Stored items:
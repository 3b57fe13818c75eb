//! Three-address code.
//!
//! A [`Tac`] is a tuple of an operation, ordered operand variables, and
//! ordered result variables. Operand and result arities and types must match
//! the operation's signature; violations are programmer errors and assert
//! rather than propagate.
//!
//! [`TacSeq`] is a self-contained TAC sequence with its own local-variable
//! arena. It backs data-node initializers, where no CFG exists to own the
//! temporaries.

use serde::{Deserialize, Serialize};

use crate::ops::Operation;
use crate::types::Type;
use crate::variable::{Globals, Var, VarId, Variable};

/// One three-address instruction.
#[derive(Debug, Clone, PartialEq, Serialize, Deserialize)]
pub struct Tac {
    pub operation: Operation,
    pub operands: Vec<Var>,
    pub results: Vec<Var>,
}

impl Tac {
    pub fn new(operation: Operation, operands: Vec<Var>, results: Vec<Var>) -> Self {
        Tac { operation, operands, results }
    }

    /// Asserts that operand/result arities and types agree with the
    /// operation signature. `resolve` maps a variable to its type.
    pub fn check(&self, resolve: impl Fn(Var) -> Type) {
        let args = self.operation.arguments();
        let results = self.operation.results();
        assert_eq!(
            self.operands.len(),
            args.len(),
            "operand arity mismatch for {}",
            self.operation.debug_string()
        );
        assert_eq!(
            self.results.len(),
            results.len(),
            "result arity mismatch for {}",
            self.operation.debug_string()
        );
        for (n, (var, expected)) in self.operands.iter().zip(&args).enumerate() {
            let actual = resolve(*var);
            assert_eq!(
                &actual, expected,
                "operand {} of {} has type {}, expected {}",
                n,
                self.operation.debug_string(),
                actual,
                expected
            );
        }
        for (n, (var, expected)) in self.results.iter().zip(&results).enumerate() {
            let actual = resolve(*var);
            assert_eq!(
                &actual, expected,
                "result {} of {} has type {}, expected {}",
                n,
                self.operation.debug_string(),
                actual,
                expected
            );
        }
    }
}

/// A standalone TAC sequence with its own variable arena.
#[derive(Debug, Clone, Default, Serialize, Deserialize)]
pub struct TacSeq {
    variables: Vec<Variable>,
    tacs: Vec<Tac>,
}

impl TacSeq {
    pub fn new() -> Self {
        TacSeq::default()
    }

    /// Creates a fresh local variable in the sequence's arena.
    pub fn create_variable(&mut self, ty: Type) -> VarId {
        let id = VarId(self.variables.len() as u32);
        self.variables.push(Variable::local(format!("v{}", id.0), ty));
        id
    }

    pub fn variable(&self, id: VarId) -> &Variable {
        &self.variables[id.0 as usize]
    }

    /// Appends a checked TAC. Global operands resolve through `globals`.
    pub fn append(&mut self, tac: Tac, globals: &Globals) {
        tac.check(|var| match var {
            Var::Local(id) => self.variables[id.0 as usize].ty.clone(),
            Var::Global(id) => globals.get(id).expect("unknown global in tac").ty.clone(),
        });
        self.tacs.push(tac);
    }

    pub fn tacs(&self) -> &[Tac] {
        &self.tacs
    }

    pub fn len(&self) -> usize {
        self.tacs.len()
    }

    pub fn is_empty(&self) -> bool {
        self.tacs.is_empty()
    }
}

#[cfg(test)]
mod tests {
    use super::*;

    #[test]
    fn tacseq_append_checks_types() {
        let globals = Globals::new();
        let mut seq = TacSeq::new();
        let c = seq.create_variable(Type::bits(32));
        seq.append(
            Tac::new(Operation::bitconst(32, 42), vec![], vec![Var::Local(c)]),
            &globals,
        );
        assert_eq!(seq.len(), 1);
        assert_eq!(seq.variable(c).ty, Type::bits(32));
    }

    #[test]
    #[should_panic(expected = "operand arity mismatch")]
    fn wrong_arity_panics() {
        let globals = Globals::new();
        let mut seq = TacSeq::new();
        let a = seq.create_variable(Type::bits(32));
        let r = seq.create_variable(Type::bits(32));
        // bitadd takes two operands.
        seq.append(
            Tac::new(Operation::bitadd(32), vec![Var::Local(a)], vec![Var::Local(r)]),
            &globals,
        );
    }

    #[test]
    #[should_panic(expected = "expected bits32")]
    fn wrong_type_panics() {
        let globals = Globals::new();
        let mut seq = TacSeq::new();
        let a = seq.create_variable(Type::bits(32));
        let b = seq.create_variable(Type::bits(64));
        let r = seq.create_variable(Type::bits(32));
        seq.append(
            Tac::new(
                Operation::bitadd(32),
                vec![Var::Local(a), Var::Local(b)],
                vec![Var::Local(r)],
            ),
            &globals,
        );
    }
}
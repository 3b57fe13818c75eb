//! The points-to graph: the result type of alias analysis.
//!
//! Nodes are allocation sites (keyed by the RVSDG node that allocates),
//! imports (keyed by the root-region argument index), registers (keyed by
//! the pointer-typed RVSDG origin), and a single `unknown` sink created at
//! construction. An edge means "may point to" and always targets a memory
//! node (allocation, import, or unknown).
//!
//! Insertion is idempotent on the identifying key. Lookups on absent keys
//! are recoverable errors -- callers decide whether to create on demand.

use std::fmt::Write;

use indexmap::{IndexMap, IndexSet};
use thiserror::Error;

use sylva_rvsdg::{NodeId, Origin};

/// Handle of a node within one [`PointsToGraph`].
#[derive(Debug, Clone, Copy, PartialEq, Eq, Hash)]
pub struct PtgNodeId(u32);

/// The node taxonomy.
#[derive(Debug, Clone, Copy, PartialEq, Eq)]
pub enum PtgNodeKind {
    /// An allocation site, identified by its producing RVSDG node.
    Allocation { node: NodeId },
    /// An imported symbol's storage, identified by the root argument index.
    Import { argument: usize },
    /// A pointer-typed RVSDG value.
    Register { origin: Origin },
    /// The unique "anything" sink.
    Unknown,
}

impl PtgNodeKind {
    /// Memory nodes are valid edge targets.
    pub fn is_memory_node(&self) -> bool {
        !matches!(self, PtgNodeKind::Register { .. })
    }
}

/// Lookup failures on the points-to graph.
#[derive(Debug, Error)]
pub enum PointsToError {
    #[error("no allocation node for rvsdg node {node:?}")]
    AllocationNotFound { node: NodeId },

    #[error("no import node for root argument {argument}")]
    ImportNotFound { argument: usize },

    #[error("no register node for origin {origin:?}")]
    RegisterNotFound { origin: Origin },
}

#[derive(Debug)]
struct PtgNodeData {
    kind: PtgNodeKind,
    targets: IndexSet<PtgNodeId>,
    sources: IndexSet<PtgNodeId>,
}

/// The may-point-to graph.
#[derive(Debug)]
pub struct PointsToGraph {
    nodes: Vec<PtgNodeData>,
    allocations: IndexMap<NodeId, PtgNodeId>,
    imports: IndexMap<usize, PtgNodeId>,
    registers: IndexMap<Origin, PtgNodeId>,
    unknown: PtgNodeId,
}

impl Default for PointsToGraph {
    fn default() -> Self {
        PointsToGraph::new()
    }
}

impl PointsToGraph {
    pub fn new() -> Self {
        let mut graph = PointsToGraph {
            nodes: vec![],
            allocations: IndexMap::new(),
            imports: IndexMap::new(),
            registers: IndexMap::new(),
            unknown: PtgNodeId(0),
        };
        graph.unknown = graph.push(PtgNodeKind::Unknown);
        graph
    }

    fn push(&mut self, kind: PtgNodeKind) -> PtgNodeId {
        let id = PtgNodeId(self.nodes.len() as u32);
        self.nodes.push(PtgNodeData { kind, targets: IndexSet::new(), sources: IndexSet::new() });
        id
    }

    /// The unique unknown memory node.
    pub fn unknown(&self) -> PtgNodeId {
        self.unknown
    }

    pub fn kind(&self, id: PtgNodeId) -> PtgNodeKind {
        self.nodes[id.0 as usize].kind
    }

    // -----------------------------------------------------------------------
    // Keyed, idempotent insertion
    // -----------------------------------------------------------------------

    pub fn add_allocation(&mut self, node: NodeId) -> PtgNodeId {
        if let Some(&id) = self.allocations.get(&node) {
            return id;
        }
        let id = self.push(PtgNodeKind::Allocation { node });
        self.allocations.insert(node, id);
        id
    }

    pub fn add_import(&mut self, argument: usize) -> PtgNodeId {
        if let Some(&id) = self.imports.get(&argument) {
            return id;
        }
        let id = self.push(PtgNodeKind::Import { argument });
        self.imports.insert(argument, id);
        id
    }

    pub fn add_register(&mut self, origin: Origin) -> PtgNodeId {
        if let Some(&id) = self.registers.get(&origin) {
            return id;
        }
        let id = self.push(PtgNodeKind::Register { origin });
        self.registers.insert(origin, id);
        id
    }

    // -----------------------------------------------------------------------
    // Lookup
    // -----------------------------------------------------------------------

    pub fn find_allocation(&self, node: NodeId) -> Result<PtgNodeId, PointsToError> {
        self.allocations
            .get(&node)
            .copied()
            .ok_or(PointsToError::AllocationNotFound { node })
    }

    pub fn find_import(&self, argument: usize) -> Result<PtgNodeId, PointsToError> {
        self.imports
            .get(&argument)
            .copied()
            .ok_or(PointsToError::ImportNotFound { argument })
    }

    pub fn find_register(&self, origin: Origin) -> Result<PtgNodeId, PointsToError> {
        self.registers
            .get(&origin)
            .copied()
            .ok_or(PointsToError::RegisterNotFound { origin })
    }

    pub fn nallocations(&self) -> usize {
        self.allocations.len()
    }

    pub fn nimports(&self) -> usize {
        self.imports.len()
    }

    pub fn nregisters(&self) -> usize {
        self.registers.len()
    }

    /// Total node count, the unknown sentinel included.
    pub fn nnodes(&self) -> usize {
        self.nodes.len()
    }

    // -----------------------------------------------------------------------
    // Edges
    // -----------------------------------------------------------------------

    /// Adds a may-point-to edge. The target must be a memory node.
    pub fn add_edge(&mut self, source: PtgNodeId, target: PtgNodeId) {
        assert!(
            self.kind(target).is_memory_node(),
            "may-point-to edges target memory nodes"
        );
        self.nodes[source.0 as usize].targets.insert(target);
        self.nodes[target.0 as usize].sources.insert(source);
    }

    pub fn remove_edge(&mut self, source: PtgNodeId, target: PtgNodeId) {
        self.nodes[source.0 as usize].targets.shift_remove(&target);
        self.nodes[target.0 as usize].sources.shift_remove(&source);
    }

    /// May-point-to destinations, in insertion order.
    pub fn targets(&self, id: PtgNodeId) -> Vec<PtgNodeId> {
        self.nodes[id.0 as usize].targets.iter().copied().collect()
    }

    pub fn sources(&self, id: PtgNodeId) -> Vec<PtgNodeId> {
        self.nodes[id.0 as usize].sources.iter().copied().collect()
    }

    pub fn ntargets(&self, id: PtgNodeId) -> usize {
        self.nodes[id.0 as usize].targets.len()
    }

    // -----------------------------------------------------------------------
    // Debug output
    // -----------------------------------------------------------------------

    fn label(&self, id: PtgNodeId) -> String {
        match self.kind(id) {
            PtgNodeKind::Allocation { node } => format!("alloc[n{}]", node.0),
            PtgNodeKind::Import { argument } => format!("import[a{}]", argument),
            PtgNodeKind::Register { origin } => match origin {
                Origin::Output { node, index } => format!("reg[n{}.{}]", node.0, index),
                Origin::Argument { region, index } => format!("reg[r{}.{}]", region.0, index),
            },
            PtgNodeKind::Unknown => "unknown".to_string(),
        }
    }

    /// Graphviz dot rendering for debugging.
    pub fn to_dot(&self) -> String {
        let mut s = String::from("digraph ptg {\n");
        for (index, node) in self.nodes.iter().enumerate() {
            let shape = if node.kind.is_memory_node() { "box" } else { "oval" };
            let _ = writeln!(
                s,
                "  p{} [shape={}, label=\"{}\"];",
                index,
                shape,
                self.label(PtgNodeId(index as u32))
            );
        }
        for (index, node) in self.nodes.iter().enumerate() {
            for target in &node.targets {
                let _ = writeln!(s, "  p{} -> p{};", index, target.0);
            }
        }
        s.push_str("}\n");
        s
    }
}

== What needs to be done ==
Each line above holding the word "typed" counts; reply with how many there are, only the number.

== Solution to the exercise ==
2